Classical portico on the south facade of the Château d'Écouen (1538–1550)
Fireplace in the Grand Hall of the King, Château d'Écouen (1538–1550)
Ceramic floor tiles of Château d'Écouen (1538–1550)

===Lescot wing of the Louvre (1546–1553)===
One of the last commissions of François I, given just a year before his death, was the reconstruction of a part of the Louvre Palace, built by Charles V, in order to make it more comfortable and palatial. The project was undertaken by Pierre Lescot, a nobleman and architect, and was modified by the new King, Henry II, who added a new pavilion on the southwest to serve as his residence. The result was a skillful blend of Italian and French elements. The facade featured arcades on the ground level in the Italian style, and was divided by three avant-corps decorated with sets of twin Corinthian columns and topped with consoles with rounded frontons. These vertical elements were balanced by the strong horizontal bands marking the floors, and by the gradual and subtle change of the ornament on each level, representing the three classical orders of architecture. To avoid monotony, the frontons of the windows alternated between triangles and rounded arches. The top floor did not have a high roof lucarnes, like most other French Renaissance buildings; it was composed instead of alternating windows and sculptural decoration, beneath a new kind of roof, called a comble brisé, which had two different angles of slope. It was crowned with a ridge of ornament.

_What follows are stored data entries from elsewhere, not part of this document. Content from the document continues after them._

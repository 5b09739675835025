use async_trait::async_trait;
use colored::Colorize;
use std::io::Write;

use crate::common::format;

/// What the user is asked to approve before any privileged channel runs
#[derive(Debug, Clone, PartialEq, Eq)]
pub struct ConfirmationRequest {
    pub count: usize,
    /// A representative path, plus how many others are included
    pub preview: String,
}

impl ConfirmationRequest {
    pub fn for_paths(paths: &[String]) -> Self {
        let preview = match paths {
            [] => String::new(),
            [only] => only.clone(),
            [first, rest @ ..] => format!("{} and {} more", first, rest.len()),
        };
        Self {
            count: paths.len(),
            preview,
        }
    }

    pub fn message(&self) -> String {
        let noun = if self.count == 1 { "item needs" } else { "items need" };
        format!(
            "{} {} administrator rights to remove ({}). Continue?",
            self.count, noun, self.preview
        )
    }
}

#[async_trait]
pub trait Confirmer: Send + Sync {
    /// Ask once. `true` means the user approved.
    async fn confirm(&self, request: &ConfirmationRequest) -> bool;
}

/// Approves everything (`--yes`)
#[derive(Debug, Default, Clone, Copy)]
pub struct AutoConfirm;

#[async_trait]
impl Confirmer for AutoConfirm {
    async fn confirm(&self, _request: &ConfirmationRequest) -> bool {
        true
    }
}

/// Declines everything; privileged removal never happens
#[derive(Debug, Default, Clone, Copy)]
pub struct DenyAll;

#[async_trait]
impl Confirmer for DenyAll {
    async fn confirm(&self, _request: &ConfirmationRequest) -> bool {
        false
    }
}

/// y/N prompt on the controlling terminal
#[derive(Debug, Default, Clone, Copy)]
pub struct TerminalConfirmer;

#[async_trait]
impl Confirmer for TerminalConfirmer {
    async fn confirm(&self, request: &ConfirmationRequest) -> bool {
        let message = format!(
            "{} {}",
            format::truncate(&request.message(), 160),
            "[y/N]".dimmed()
        );
        let answer = tokio::task::spawn_blocking(move || -> std::io::Result<String> {
            print!("\n  {} {} ", "🔐", message);
            std::io::stdout().flush()?;
            let mut input = String::new();
            std::io::stdin().read_line(&mut input)?;
            Ok(input)
        })
        .await;

        match answer {
            Ok(Ok(input)) => input.trim().eq_ignore_ascii_case("y"),
            Ok(Err(e)) => {
                tracing::warn!(error = %e, "could not read confirmation, treating as declined");
                false
            }
            Err(e) => {
                tracing::warn!(error = %e, "confirmation prompt task failed");
                false
            }
        }
    }
}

The sculptural decoration on the facade, by Jean Goujon was especially remarkable. On the two lower levels, it was discreet, composed of inlays of polychrome marble and medallions with sculpted garlands. However, on the attic or top floor, he lavishly covered every part of the wall with sculptures of slaves, warriors, trophies, and mythical divinities, representing in classical style the military triumphs of France.

Inside the Lescot Wing the decoration was inspired by ancient Greece. In the ballroom, the balcony for the musicians was carried by caryatides made by Jean Goujon, inspired by those on the Acropolis in Athens. Goujon was also responsible for the coffered ceiling of the right stairway of the Lescot Wing, decorated with a sculpture of hunting scenes.

Lescot's facade as illustrated in Les plus excellents bâtiments de France (1576)
West facade of the Lescot Wing
Caryatides supporting the musical tribune by Jean Goujon
Coffered ceiling of Henri II stairway of Lescot Wing

===Hôtel d'Assézat (1555–1556 and 1560–1562)===
The hôtel d'Assézat in Toulouse, built by architect Nicolas Bachelier and, after his death in 1556, by his son Dominique, is an outstanding example of Renaissance palace architecture of southern France, with an elaborate decoration of the cour d'honneur ("courtyard") influenced by Italian Mannerism and by classicism. As one of the first manifestations of the French classicism, its exceptional ornamentation and pristine condition earn it a mention in every overview of French Renaissance.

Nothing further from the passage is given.